**INFORMATION GIVEN:**
// Serenata
// Copyright (c) 2019-2024 The Project Serenata Developers.
//
// This Source Code Form is subject to the terms of the Mozilla Public
// License, v. 2.0. If a copy of the MPL was not distributed with this
// file, You can obtain one at https://mozilla.org/MPL/2.0/.

//! An ID3v1 metadata reader.

use std::io::{Seek, SeekFrom};

use serenata_core::errors::{unsupported_error, Result};
use serenata_core::io::{MediaSourceStream, ReadBytes};
use serenata_core::meta::{Metadata, MetadataMap};
use serenata_core::util::text;

/// The fixed length of an ID3v1 tag.
pub const TAG_LEN: u64 = 128;

/// The list of genres defined by ID3v1, including the Winamp extensions.
const GENRES: &[&str] = &[
    "Blues",
    "Classic Rock",
    "Country",
    "Dance",
    "Disco",
    "Funk",
    "Grunge",
    "Hip-Hop",
    "Jazz",
    "Metal",
    "New Age",
    "Oldies",
    "Other",
    "Pop",
    "R&B",
    "Rap",
    "Reggae",
    "Rock",
    "Techno",
    "Industrial",
    "Alternative",
    "Ska",
    "Death Metal",
    "Pranks",
    "Soundtrack",
    "Euro-Techno",
    "Ambient",
    "Trip-Hop",
    "Vocal",
    "Jazz+Funk",
    "Fusion",
    "Trance",
    "Classical",
    "Instrumental",
    "Acid",
    "House",
    "Game",
    "Sound Clip",
    "Gospel",
    "Noise",
    "Alternative Rock",
    "Bass",
    "Soul",
    "Punk",
    "Space",
    "Meditative",
    "Instrumental Pop",
    "Instrumental Rock",
    "Ethnic",
    "Gothic",
    "Darkwave",
    "Techno-Industrial",
    "Electronic",
    "Pop-Folk",
    "Eurodance",
    "Dream",
    "Southern Rock",
    "Comedy",
    "Cult",
    "Gangsta",
    "Top 40",
    "Christian Rap",
    "Pop/Funk",
    "Jungle",
    "Native American",
    "Cabaret",
    "New Wave",
    "Psychedelic",
    "Rave",
    "Showtunes",
    "Trailer",
    "Lo-Fi",
    "Tribal",
    "Acid Punk",
    "Acid Jazz",
    "Polka",
    "Retro",
    "Musical",
    "Rock & Roll",
    "Hard Rock",
    "Folk",
    "Folk-Rock",
    "National Folk",
    "Swing",
    "Fast Fusion",
    "Bebob",
    "Latin",
    "Revival",
    "Celtic",
    "Bluegrass",
    "Avantgarde",
    "Gothic Rock",
    "Progressive Rock",
    "Psychedelic Rock",
    "Symphonic Rock",
    "Slow Rock",
    "Big Band",
    "Chorus",
    "Easy Listening",
    "Acoustic",
    "Humour",
    "Speech",
    "Chanson",
    "Opera",
    "Chamber Music",
    "Sonata",
    "Symphony",
    "Booty Bass",
    "Primus",
    "Porn Groove",
    "Satire",
    "Slow Jam",
    "Club",
    "Tango",
    "Samba",
    "Folklore",
    "Ballad",
    "Power Ballad",
    "Rhythmic Soul",
    "Freestyle",
    "Duet",
    "Punk Rock",
    "Drum Solo",
    "A Cappella",
    "Euro-House",
    "Dance Hall",
    "Goa",
    "Drum & Bass",
    "Club-House",
    "Hardcore",
    "Terror",
    "Indie",
    "BritPop",
    "Negerpunk",
    "Polsk Punk",
    "Beat",
    "Christian Gangsta Rap",
    "Heavy Metal",
    "Black Metal",
    "Crossover",
    "Contemporary Christian",
    "Christian Rock",
    "Merengue",
    "Salsa",
    "Thrash Metal",
    "Anime",
    "Jpop",
    "Synthpop",
    "Abstract",
    "Art Rock",
    "Baroque",
    "Bhangra",
    "Big Beat",
    "Breakbeat",
    "Chillout",
    "Downtempo",
    "Dub",
    "EBM",
    "Eclectic",
    "Electro",
    "Electroclash",
    "Emo",
    "Experimental",
    "Garage",
    "Global",
    "IDM",
    "Illbient",
    "Industro-Goth",
    "Jam Band",
    "Krautrock",
    "Leftfield",
    "Lounge",
    "Math Rock",
    "New Romantic",
    "Nu-Breakz",
    "Post-Punk",
    "Post-Rock",
    "Psytrance",
    "Shoegaze",
    "Space Rock",
    "Trop Rock",
    "World Music",
    "Neoclassical",
    "Audiobook",
    "Audio Theatre",
    "Neue Deutsche Welle",
    "Podcast",
    "Indie Rock",
    "G-Funk",
    "Dubstep",
    "Garage Rock",
    "Psybient",
];

/// Gets the name of a genre from its ID3v1 genre index. Indicies beyond the table are dropped.
pub(crate) fn genre_name(index: u8) -> Option<&'static str> {
    GENRES.get(usize::from(index)).copied()
}

/// Decodes a fixed-length Latin-1 field, trimming padding. Returns `None` if the trimmed field is
/// empty.
fn decode_field(buf: &[u8]) -> Option<String> {
    let text = text::decode_latin1(buf);
    let trimmed = text.trim_matches(|c| c == ' ' || c == '\0');

    if trimmed.is_empty() {
        None
    }
    else {
        Some(trimmed.to_string())
    }
}

/// Reads an ID3v1 tag from the final 128 bytes before `window_end`.
pub fn read(mss: &mut MediaSourceStream, window_end: u64) -> Result<Metadata> {
    if window_end < TAG_LEN {
        return unsupported_error("id3v1: stream too small for a tag");
    }

    let start = window_end - TAG_LEN;

    mss.seek(SeekFrom::Start(start))?;

    let mut buf = [0u8; 128];
    mss.read_buf_exact(&mut buf)?;

    if buf[0..3] != *b"TAG" {
        return unsupported_error("id3v1: not an ID3v1 tag");
    }

    let mut map = MetadataMap::new();

    if let Some(title) = decode_field(&buf[3..33]) {
        map.push("title", title);
    }

    if let Some(artist) = decode_field(&buf[33..63]) {
        map.push("artist", artist);
    }

    if let Some(album) = decode_field(&buf[63..93]) {
        map.push("album", album);
    }

    if let Some(year) = decode_field(&buf[93..97]) {
        map.push("date", year);
    }

    // If the second-last byte of the comment field is 0, the last byte of the comment field is
    // the track number (ID3v1.1).
    let comment = if buf[125] == 0 {
        if buf[126] != 0 {
            map.push("track", buf[126].to_string());
        }

        decode_field(&buf[97..125])
    }
    else {
        decode_field(&buf[97..127])
    };

    if let Some(comment) = comment {
        map.push("comment", comment);
    }

    if let Some(genre) = genre_name(buf[127]) {
        map.push("genre", genre.to_string());
    }

    Ok(Metadata { map, start_offset: start, end_offset: window_end })
}

#[cfg(test)]
mod tests {
    use std::io::Cursor;

    use serenata_core::io::MediaSourceStream;

    fn build_tag(title: &[u8], artist: &[u8], track: Option<u8>, genre: u8) -> Vec<u8> {
        let mut tag = vec![0u8; 128];
        tag[0..3].copy_from_slice(b"TAG");
        tag[3..3 + title.len()].copy_from_slice(title);
        tag[33..33 + artist.len()].copy_from_slice(artist);
        if let Some(track) = track {
            tag[126] = track;
        }
        tag[127] = genre;
        tag
    }

    #[test]
    fn verify_read_id3v1() {
        let tag = build_tag(b"Some Title", b"Some Artist", Some(7), 17);

        let mut mss = MediaSourceStream::new(Box::new(Cursor::new(tag)));
        let meta = super::read(&mut mss, 128).unwrap();

        assert_eq!(meta.map.get_first("title"), Some("Some Title"));
        assert_eq!(meta.map.get_first("artist"), Some("Some Artist"));
        assert_eq!(meta.map.get_first("track"), Some("7"));
        assert_eq!(meta.map.get_first("genre"), Some("Rock"));
        assert!(!meta.map.contains("album"));
        assert_eq!(meta.start_offset, 0);
        assert_eq!(meta.end_offset, 128);
    }

    #[test]
    fn verify_track_requires_comment_terminator() {
        // A full-width comment leaves no room for a track number.
        let mut tag = build_tag(b"T", b"A", None, 255);
        for byte in tag[97..127].iter_mut() {
            *byte = b'c';
        }

        let mut mss = MediaSourceStream::new(Box::new(Cursor::new(tag)));
        let meta = super::read(&mut mss, 128).unwrap();

        assert!(!meta.map.contains("track"));
        assert_eq!(meta.map.get_first("comment").map(str::len), Some(30));
        // Genre index 255 is out of table range and dropped.
        assert!(!meta.map.contains("genre"));
    }

    #[test]
    fn verify_rejects_missing_marker() {
        let tag = vec![0u8; 128];

        let mut mss = MediaSourceStream::new(Box::new(Cursor::new(tag)));
        assert!(super::read(&mut mss, 128).is_err());
    }
}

**ABOUT THIS EXERCISE:** Only the lines from the first one of the listing up to and including the line where "distributed with this" appears are wanted, reproduced exactly.

**TASK RESPONSE:**
// Serenata
// Copyright (c) 2019-2024 The Project Serenata Developers.
//
// This Source Code Form is subject to the terms of the Mozilla Public
// License, v. 2.0. If a copy of the MPL was not distributed with this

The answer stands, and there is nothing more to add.